Characteristics of Glycation and Glycation Sites of Lysozyme by Matrix-Assisted Laser Desorption/Ionization Time of Flight/Time-of-Flight Mass Spectrometry and Liquid Chromatography—Electrospray Ionization Tandem Mass Spectrometry

Abstract

Protein glycation with reducing sugars through the Maillard reaction is regarded as one of the most important reactions in food chemistry. Amadori rearrangement products (ARPs) are produced at the initial stage of the Maillard reaction and then advanced glycation products may be formed. We report here that using matrix-assisted laser desorption/ionization mass spectrometry with time-of-flight detection (MALDI-TOF-MS) and electrospray ionization mass spectrometry (ESI-MS) to monitor the glycation process in lysozyme and the D-glucose model system. MALDI-TOF-MS displayed a heterogeneous distribution of glycation via a total mass shift in spectra. However electrospray ionization mass spectrometry (ESI-MS) data showed that a total of four molecules of glucose reacted with lysozyme at an increase in molecular weight by a 162 Da unit.

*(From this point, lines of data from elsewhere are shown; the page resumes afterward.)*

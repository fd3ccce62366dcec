//! Tenant registration and webhook configuration handlers.

use axum::extract::{Path, Query, State};
use axum::http::StatusCode;
use axum::response::{IntoResponse, Response};
use serde::Deserialize;
use serde_json::Value;

use crate::crypto::{generate_secret_token, SecretKind};
use crate::server::state::SharedState;
use crate::server::utils::{api_error, now_secs, parse_bot_token};
use crate::storage::{upsert_user_profile, BotRow, BotWebhookRow};

#[derive(Deserialize)]
pub struct RegisterBotRequest {
    token: String,
}

/// Register a bot credential: verify the token against the upstream with a
/// `getMe` call, record the bot's own user profile, and store the sealed
/// token.
pub async fn register_bot_handler(
    State(state): State<SharedState>,
    axum::Json(req): axum::Json<RegisterBotRequest>,
) -> Response {
    let Some(bot_id) = parse_bot_token(&req.token) else {
        return api_error(StatusCode::BAD_REQUEST, "invalid bot token format");
    };

    // Verify against the upstream before persisting anything.
    let api = {
        let st = state.lock().await;
        std::sync::Arc::clone(&st.api)
    };
    let me = match api.get_me(&req.token) {
        Ok(me) => me,
        Err(e) => {
            crate::mlog!("bots: token verification failed: {e}");
            return api_error(StatusCode::BAD_GATEWAY, "token verification failed");
        }
    };
    if me.id != bot_id {
        return api_error(StatusCode::BAD_REQUEST, "token does not match its id prefix");
    }

    let capability = |key: &str| me.extra.get(key).and_then(Value::as_bool).unwrap_or(false);
    let row = BotRow {
        id: bot_id,
        token: Vec::new(), // sealed once the lock is held
        can_join_groups: capability("can_join_groups"),
        can_read_all_group_messages: capability("can_read_all_group_messages"),
        supports_inline_queries: capability("supports_inline_queries"),
        can_connect_to_business: capability("can_connect_to_business"),
        has_main_web_app: capability("has_main_web_app"),
        created_at: now_secs(),
    };

    let st = state.lock().await;
    let sealed = match st.secrets.seal(&req.token, SecretKind::BotToken) {
        Ok(sealed) => sealed,
        Err(e) => return api_error(StatusCode::INTERNAL_SERVER_ERROR, e.to_string()),
    };
    let row = BotRow { token: sealed, ..row };

    // The bot's identity row must exist before the credential row can
    // reference it.
    if let Err(e) = upsert_user_profile(st.storage.conn(), &me) {
        return api_error(StatusCode::INTERNAL_SERVER_ERROR, e.to_string());
    }
    match st.storage.insert_bot(&row) {
        Ok(()) => {
            crate::mlog!("bots: registered {}", crate::logging::bot_tag(bot_id));
            (
                StatusCode::CREATED,
                axum::Json(serde_json::json!({"id": bot_id})),
            )
                .into_response()
        }
        Err(e) if e.is_unique_violation() => {
            api_error(StatusCode::CONFLICT, "bot already registered")
        }
        Err(e) => api_error(StatusCode::INTERNAL_SERVER_ERROR, e.to_string()),
    }
}

pub async fn list_bots_handler(State(state): State<SharedState>) -> Response {
    let st = state.lock().await;
    match st.storage.list_bot_ids() {
        Ok(ids) => (StatusCode::OK, axum::Json(serde_json::json!(ids))).into_response(),
        Err(e) => api_error(StatusCode::INTERNAL_SERVER_ERROR, e.to_string()),
    }
}

pub async fn delete_bot_handler(
    State(state): State<SharedState>,
    Path(bot_id): Path<i64>,
) -> Response {
    let st = state.lock().await;
    match st.storage.delete_bot(bot_id) {
        Ok(true) => StatusCode::NO_CONTENT.into_response(),
        Ok(false) => api_error(StatusCode::NOT_FOUND, "bot not found"),
        Err(e) => api_error(StatusCode::INTERNAL_SERVER_ERROR, e.to_string()),
    }
}

#[derive(Deserialize)]
pub struct SetWebhookRequest {
    /// Optional tenant endpoint that receives a copy of every update.
    redirect_url: Option<String>,
    /// Secret header value to present to the redirect endpoint.
    redirect_token: Option<String>,
}

/// Configure the webhook for a bot: generate a fresh secret, register the
/// proxy's endpoint with the upstream, and store the sealed configuration.
pub async fn set_webhook_handler(
    State(state): State<SharedState>,
    Path(bot_id): Path<i64>,
    axum::Json(req): axum::Json<SetWebhookRequest>,
) -> Response {
    let (api, token, public_url) = {
        let st = state.lock().await;
        let bot = match st.storage.get_bot(bot_id) {
            Ok(Some(bot)) => bot,
            Ok(None) => return api_error(StatusCode::NOT_FOUND, "bot not found"),
            Err(e) => return api_error(StatusCode::INTERNAL_SERVER_ERROR, e.to_string()),
        };
        let token = match st.secrets.open(&bot.token, SecretKind::BotToken) {
            Ok(token) => token,
            Err(e) => return api_error(StatusCode::INTERNAL_SERVER_ERROR, e.to_string()),
        };
        let Some(public_url) = st.public_url.clone() else {
            return api_error(
                StatusCode::CONFLICT,
                "no public URL configured; cannot register a webhook",
            );
        };
        (std::sync::Arc::clone(&st.api), token, public_url)
    };
    // Lock released for the upstream round trip.

    let secret = generate_secret_token();
    let endpoint = format!(
        "{}/telegram/bots/{}/webhook",
        public_url.trim_end_matches('/'),
        bot_id
    );
    if let Err(e) = api.set_webhook(&token, &endpoint, &secret) {
        crate::mlog!(
            "bots: {} upstream webhook registration failed: {e}",
            crate::logging::bot_tag(bot_id)
        );
        return api_error(StatusCode::BAD_GATEWAY, "upstream webhook registration failed");
    }

    let st = state.lock().await;
    let seal_opt = |value: Option<&str>, kind: SecretKind| -> Result<Option<Vec<u8>>, Response> {
        match value {
            Some(v) => st
                .secrets
                .seal(v, kind)
                .map(Some)
                .map_err(|e| api_error(StatusCode::INTERNAL_SERVER_ERROR, e.to_string())),
            None => Ok(None),
        }
    };

    let secret_token = match st.secrets.seal(&secret, SecretKind::WebhookToken) {
        Ok(sealed) => sealed,
        Err(e) => return api_error(StatusCode::INTERNAL_SERVER_ERROR, e.to_string()),
    };
    let redirect_url = match seal_opt(req.redirect_url.as_deref(), SecretKind::WebhookUrl) {
        Ok(sealed) => sealed,
        Err(response) => return response,
    };
    let redirect_token = match seal_opt(
        req.redirect_token.as_deref(),
        SecretKind::WebhookRedirectToken,
    ) {
        Ok(sealed) => sealed,
        Err(response) => return response,
    };

    let row = BotWebhookRow {
        bot_id,
        secret_token,
        redirect_url,
        redirect_token,
        updated_at: now_secs(),
    };
    match st.storage.upsert_webhook(&row) {
        Ok(()) => {
            crate::mlog!("bots: {} webhook configured", crate::logging::bot_tag(bot_id));
            (
                StatusCode::OK,
                axum::Json(serde_json::json!({"endpoint": endpoint})),
            )
                .into_response()
        }
        Err(e) => api_error(StatusCode::INTERNAL_SERVER_ERROR, e.to_string()),
    }
}

#[derive(Deserialize)]
pub struct DeleteWebhookQuery {
    #[serde(default)]
    drop_pending_updates: bool,
}

pub async fn delete_webhook_handler(
    State(state): State<SharedState>,
    Path(bot_id): Path<i64>,
    Query(params): Query<DeleteWebhookQuery>,
) -> Response {
    let (api, token) = {
        let st = state.lock().await;
        if matches!(st.storage.get_webhook(bot_id), Ok(None)) {
            return api_error(StatusCode::NOT_FOUND, "webhook not found");
        }
        let bot = match st.storage.get_bot(bot_id) {
            Ok(Some(bot)) => bot,
            Ok(None) => return api_error(StatusCode::NOT_FOUND, "bot not found"),
            Err(e) => return api_error(StatusCode::INTERNAL_SERVER_ERROR, e.to_string()),
        };
        let token = match st.secrets.open(&bot.token, SecretKind::BotToken) {
            Ok(token) => token,
            Err(e) => return api_error(StatusCode::INTERNAL_SERVER_ERROR, e.to_string()),
        };
        (std::sync::Arc::clone(&st.api), token)
    };

    if let Err(e) = api.delete_webhook(&token, params.drop_pending_updates) {
        crate::mlog!(
            "bots: {} upstream webhook removal failed: {e}",
            crate::logging::bot_tag(bot_id)
        );
        return api_error(StatusCode::BAD_GATEWAY, "upstream webhook removal failed");
    }

    let st = state.lock().await;
    match st.storage.delete_webhook(bot_id) {
        Ok(true) => StatusCode::NO_CONTENT.into_response(),
        Ok(false) => api_error(StatusCode::NOT_FOUND, "webhook not found"),
        Err(e) => api_error(StatusCode::INTERNAL_SERVER_ERROR, e.to_string()),
    }
}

Further, we identified the glycation sites of lysozyme by using MALDI-TOF/TOF-MS and liquid chromatography (LC)-ESI-MS/MS. Besides the two glycation sites of Lys1 and Lys97 identified by MALDI-TOF/TOF-MS, the other two glycation sites of Lys13 and Lys116 were characterized unambiguously by LC-ESI-MS/MS. Both MALDI-TOF/TOF-MS and LC-ESI-MS/MS provided confidence in the study of the glycation by restricting the number of possible residues through (un)modified ions. The study is useful to monitor and characterize glycation in protein systems based on both MALDI-TOF-MS and ESI-MS. Comparatively, LC-ESI-MS/MS provides more fragments with better recovery for the identification of glycation than MALDI-TOF/TOF-MS.